AVAILABLE DATA Block Start

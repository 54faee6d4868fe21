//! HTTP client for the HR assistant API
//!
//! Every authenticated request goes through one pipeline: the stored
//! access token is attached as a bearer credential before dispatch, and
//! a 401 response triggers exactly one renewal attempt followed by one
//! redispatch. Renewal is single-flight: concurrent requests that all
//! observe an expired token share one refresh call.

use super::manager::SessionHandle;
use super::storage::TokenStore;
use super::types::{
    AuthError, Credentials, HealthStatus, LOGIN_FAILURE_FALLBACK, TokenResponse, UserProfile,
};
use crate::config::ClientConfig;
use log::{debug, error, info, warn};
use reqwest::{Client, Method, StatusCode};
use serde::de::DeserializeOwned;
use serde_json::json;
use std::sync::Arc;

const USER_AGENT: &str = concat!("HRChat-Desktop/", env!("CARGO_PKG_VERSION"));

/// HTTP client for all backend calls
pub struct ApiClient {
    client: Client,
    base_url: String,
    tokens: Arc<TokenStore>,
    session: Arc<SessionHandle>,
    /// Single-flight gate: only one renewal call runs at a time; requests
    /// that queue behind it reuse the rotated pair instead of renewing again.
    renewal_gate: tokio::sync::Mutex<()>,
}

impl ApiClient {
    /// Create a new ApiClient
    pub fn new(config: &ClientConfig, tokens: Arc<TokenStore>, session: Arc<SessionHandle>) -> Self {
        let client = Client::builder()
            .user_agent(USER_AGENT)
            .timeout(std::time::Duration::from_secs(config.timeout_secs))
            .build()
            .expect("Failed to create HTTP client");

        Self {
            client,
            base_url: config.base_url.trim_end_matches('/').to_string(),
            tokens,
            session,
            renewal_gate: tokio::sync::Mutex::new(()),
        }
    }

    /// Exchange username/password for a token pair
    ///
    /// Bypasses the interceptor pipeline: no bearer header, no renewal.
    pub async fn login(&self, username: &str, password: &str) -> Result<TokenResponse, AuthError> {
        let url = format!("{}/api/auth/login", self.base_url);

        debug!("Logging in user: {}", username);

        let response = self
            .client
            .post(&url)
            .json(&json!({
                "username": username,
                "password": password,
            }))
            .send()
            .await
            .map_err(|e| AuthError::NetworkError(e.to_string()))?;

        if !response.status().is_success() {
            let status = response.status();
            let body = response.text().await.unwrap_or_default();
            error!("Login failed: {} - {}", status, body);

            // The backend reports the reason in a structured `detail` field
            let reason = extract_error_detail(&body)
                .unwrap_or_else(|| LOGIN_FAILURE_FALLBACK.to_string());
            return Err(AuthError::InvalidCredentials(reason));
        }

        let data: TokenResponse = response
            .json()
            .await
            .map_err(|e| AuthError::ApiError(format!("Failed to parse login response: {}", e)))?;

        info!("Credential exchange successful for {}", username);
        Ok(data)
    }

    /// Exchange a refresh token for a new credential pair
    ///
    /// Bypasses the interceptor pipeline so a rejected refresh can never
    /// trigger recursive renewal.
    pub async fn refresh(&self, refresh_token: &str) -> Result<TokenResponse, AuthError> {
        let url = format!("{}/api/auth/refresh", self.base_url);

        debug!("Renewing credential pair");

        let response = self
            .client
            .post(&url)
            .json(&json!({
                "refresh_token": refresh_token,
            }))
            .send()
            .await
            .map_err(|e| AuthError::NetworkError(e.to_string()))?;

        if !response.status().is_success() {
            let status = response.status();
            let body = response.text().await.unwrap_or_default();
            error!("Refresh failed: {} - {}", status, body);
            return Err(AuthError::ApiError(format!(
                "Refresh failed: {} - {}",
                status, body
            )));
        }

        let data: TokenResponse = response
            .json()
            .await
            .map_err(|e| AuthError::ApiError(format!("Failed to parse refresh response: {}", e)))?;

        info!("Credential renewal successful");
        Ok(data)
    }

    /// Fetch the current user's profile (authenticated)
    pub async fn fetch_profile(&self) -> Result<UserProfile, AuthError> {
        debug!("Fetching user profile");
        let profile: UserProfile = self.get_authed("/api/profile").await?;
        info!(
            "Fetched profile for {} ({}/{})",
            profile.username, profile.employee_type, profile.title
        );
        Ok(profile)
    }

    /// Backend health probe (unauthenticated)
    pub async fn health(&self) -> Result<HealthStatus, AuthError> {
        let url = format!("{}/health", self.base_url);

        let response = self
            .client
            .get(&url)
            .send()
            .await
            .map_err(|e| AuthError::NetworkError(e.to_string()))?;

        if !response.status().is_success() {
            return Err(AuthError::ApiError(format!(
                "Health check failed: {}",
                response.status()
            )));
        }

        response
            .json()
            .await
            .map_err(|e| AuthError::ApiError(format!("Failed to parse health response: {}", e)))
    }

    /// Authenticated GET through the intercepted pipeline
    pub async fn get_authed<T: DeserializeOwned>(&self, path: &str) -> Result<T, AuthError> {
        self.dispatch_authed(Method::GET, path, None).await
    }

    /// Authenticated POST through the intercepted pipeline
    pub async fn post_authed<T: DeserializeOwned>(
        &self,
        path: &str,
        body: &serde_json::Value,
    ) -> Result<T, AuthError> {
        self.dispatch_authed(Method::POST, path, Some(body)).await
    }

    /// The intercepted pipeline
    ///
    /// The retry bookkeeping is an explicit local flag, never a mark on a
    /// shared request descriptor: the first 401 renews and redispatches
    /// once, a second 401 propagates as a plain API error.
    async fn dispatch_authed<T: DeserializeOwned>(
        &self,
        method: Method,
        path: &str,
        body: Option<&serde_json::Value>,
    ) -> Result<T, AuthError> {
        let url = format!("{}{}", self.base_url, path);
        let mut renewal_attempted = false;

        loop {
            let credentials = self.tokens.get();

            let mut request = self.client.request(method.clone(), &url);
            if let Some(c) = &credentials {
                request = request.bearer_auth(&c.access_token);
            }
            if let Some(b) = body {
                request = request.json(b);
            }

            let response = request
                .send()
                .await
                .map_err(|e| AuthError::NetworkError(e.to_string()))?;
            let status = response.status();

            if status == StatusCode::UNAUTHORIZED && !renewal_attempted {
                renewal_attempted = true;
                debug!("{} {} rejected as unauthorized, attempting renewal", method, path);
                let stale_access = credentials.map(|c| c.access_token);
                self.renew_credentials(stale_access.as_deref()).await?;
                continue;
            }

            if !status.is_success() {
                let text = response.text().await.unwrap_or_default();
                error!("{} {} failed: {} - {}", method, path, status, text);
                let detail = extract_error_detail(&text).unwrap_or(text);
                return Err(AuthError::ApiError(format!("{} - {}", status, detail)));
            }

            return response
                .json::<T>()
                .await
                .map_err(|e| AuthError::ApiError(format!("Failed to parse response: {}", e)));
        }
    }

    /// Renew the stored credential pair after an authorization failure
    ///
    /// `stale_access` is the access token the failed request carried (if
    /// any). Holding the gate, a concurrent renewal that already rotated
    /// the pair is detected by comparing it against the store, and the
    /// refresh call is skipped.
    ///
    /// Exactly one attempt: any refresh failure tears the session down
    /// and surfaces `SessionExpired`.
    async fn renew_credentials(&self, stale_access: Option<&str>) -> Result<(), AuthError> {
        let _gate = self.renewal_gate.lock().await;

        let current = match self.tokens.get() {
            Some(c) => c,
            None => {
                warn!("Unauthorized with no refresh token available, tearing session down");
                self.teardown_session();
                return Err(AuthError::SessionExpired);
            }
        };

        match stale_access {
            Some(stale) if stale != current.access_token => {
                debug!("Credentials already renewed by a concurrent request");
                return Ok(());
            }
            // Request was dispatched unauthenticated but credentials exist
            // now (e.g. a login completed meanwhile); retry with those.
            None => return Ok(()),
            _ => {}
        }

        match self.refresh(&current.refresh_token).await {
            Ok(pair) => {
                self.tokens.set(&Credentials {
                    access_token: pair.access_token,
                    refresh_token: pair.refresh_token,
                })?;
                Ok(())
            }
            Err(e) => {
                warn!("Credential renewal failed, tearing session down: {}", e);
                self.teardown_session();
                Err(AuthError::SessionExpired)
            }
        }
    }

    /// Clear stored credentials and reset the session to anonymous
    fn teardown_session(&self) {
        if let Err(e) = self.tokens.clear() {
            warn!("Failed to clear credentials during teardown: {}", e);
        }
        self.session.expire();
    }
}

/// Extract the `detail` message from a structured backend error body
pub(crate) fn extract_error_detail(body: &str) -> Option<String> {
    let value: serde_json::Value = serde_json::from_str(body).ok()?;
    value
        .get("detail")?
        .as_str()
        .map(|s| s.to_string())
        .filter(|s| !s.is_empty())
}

AVAILABLE DATA Block End

HOW TO COMPLETE THIS TASK. Check the data for the word "password" and pull out the lines that have it.

RESULT FOR THIS TASK.
    /// Exchange username/password for a token pair
    pub async fn login(&self, username: &str, password: &str) -> Result<TokenResponse, AuthError> {
                "password": password,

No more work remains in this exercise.